WORK TO BE COMPLETED: The lines from the top of the listing through the one containing "pub fn is_active(&self)" are to be retyped exactly, with no other lines.
-- Opening Marker --
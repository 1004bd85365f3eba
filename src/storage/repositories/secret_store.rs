//! Registered secret stores and per-project store preferences, used when
//! multiple secret store backends are enabled.

use crate::errors::{KeystashError, Result};
use crate::storage::DbPool;
use chrono::{DateTime, Utc};
use serde::{Deserialize, Serialize};
use sqlx::FromRow;
use tracing::instrument;

#[derive(Debug, Clone, PartialEq, Serialize, Deserialize, FromRow)]
pub struct SecretStoreData {
    pub id: String,
    pub name: String,
    pub store_plugin: String,
    pub crypto_plugin: Option<String>,
    pub global_default: bool,
    pub status: String,
    pub created_at: DateTime<Utc>,
}

impl SecretStoreData {
    pub fn is_active(&self) -> bool {
        self.status == "ACTIVE"
    }
}

const STORE_COLUMNS: &str =
    "id, name, store_plugin, crypto_plugin, global_default, status, created_at";

#[derive(Debug, Clone)]
pub struct SecretStoreRepository {
    pool: DbPool,
}

impl SecretStoreRepository {
    pub fn new(pool: DbPool) -> Self {
        Self { pool }
    }

    /// Insert or refresh a configured store and mark it active.
    #[instrument(skip(self), name = "db_upsert_secret_store")]
    pub async fn upsert(
        &self,
        name: &str,
        store_plugin: &str,
        crypto_plugin: Option<&str>,
        global_default: bool,
    ) -> Result<SecretStoreData> {
        sqlx::query(
            "INSERT INTO secret_stores \
             (id, name, store_plugin, crypto_plugin, global_default, status, created_at) \
             VALUES (?, ?, ?, ?, ?, 'ACTIVE', ?) \
             ON CONFLICT(name) DO UPDATE SET store_plugin = excluded.store_plugin, \
             crypto_plugin = excluded.crypto_plugin, global_default = excluded.global_default, \
             status = 'ACTIVE'",
        )
        .bind(uuid::Uuid::new_v4().to_string())
        .bind(name)
        .bind(store_plugin)
        .bind(crypto_plugin)
        .bind(global_default)
        .bind(Utc::now())
        .execute(&self.pool)
        .await
        .map_err(|e| {
            KeystashError::database(e, format!("Failed to upsert secret store '{}'", name))
        })?;

        self.get_by_name(name)
            .await?
            .ok_or_else(|| KeystashError::not_found("secret_store", name))
    }

    /// Mark every store whose name is not in `names` inactive; returns how many changed.
    #[instrument(skip(self, names), name = "db_deactivate_secret_stores")]
    pub async fn deactivate_except(&self, names: &[String]) -> Result<u64> {
        let active = self.list_active().await?;
        let mut changed = 0;
        for store in active.iter().filter(|s| !names.contains(&s.name)) {
            let result = sqlx::query(
                "UPDATE secret_stores SET status = 'INACTIVE', global_default = 0 WHERE id = ?",
            )
            .bind(&store.id)
            .execute(&self.pool)
            .await
            .map_err(|e| KeystashError::database(e, "Failed to deactivate secret store"))?;
            changed += result.rows_affected();
        }
        Ok(changed)
    }

    pub async fn list_active(&self) -> Result<Vec<SecretStoreData>> {
        sqlx::query_as::<_, SecretStoreData>(&format!(
            "SELECT {} FROM secret_stores WHERE status = 'ACTIVE' ORDER BY created_at, name",
            STORE_COLUMNS
        ))
        .fetch_all(&self.pool)
        .await
        .map_err(|e| KeystashError::database(e, "Failed to list secret stores"))
    }

    pub async fn get(&self, id: &str) -> Result<Option<SecretStoreData>> {
        sqlx::query_as::<_, SecretStoreData>(&format!(
            "SELECT {} FROM secret_stores WHERE id = ?",
            STORE_COLUMNS
        ))
        .bind(id)
        .fetch_optional(&self.pool)
        .await
        .map_err(|e| KeystashError::database(e, format!("Failed to get secret store '{}'", id)))
    }

    pub async fn get_by_name(&self, name: &str) -> Result<Option<SecretStoreData>> {
        sqlx::query_as::<_, SecretStoreData>(&format!(
            "SELECT {} FROM secret_stores WHERE name = ?",
            STORE_COLUMNS
        ))
        .bind(name)
        .fetch_optional(&self.pool)
        .await
        .map_err(|e| KeystashError::database(e, format!("Failed to get secret store '{}'", name)))
    }

    pub async fn get_global_default(&self) -> Result<Option<SecretStoreData>> {
        sqlx::query_as::<_, SecretStoreData>(&format!(
            "SELECT {} FROM secret_stores WHERE global_default = 1 AND status = 'ACTIVE' LIMIT 1",
            STORE_COLUMNS
        ))
        .fetch_optional(&self.pool)
        .await
        .map_err(|e| KeystashError::database(e, "Failed to get global default secret store"))
    }

    /// The project's preferred store, if one is set and still active.
    #[instrument(skip(self), name = "db_get_preferred_store")]
    pub async fn get_preferred(&self, project_id: &str) -> Result<Option<SecretStoreData>> {
        let columns = STORE_COLUMNS
            .split(", ")
            .map(|c| format!("s.{}", c))
            .collect::<Vec<_>>()
            .join(", ");
        sqlx::query_as::<_, SecretStoreData>(&format!(
            "SELECT {} FROM secret_stores s \
             JOIN project_secret_store p ON p.secret_store_id = s.id \
             WHERE p.project_id = ? AND s.status = 'ACTIVE'",
            columns
        ))
        .bind(project_id)
        .fetch_optional(&self.pool)
        .await
        .map_err(|e| KeystashError::database(e, "Failed to get preferred secret store"))
    }

    #[instrument(skip(self), name = "db_set_preferred_store")]
    pub async fn set_preferred(&self, project_id: &str, store_id: &str) -> Result<()> {
        sqlx::query(
            "INSERT INTO project_secret_store (project_id, secret_store_id, created_at) \
             VALUES (?, ?, ?) \
             ON CONFLICT(project_id) DO UPDATE SET secret_store_id = excluded.secret_store_id, \
             created_at = excluded.created_at",
        )
        .bind(project_id)
        .bind(store_id)
        .bind(Utc::now())
        .execute(&self.pool)
        .await
        .map_err(|e| KeystashError::database(e, "Failed to set preferred secret store"))?;
        Ok(())
    }

    /// Returns false when the project had no preference.
    #[instrument(skip(self), name = "db_unset_preferred_store")]
    pub async fn unset_preferred(&self, project_id: &str) -> Result<bool> {
        let result = sqlx::query("DELETE FROM project_secret_store WHERE project_id = ?")
            .bind(project_id)
            .execute(&self.pool)
            .await
            .map_err(|e| KeystashError::database(e, "Failed to unset preferred secret store"))?;
        Ok(result.rows_affected() > 0)
    }
}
-- Closing Marker --
ANSWER BOX:
repository 1004bd85365f3eba
filename src/storage/repositories/secret_store.rs
//! Registered secret stores and per-project store preferences, used when
//! multiple secret store backends are enabled.

use crate::errors::{KeystashError, Result};
use crate::storage::DbPool;
use chrono::{DateTime, Utc};
use serde::{Deserialize, Serialize};
use sqlx::FromRow;
use tracing::instrument;

#[derive(Debug, Clone, PartialEq, Serialize, Deserialize, FromRow)]
pub struct SecretStoreData {
    pub id: String,
    pub name: String,
    pub store_plugin: String,
    pub crypto_plugin: Option<String>,
    pub global_default: bool,
    pub status: String,
    pub created_at: DateTime<Utc>,
}

impl SecretStoreData {
    pub fn is_active(&self) -> bool {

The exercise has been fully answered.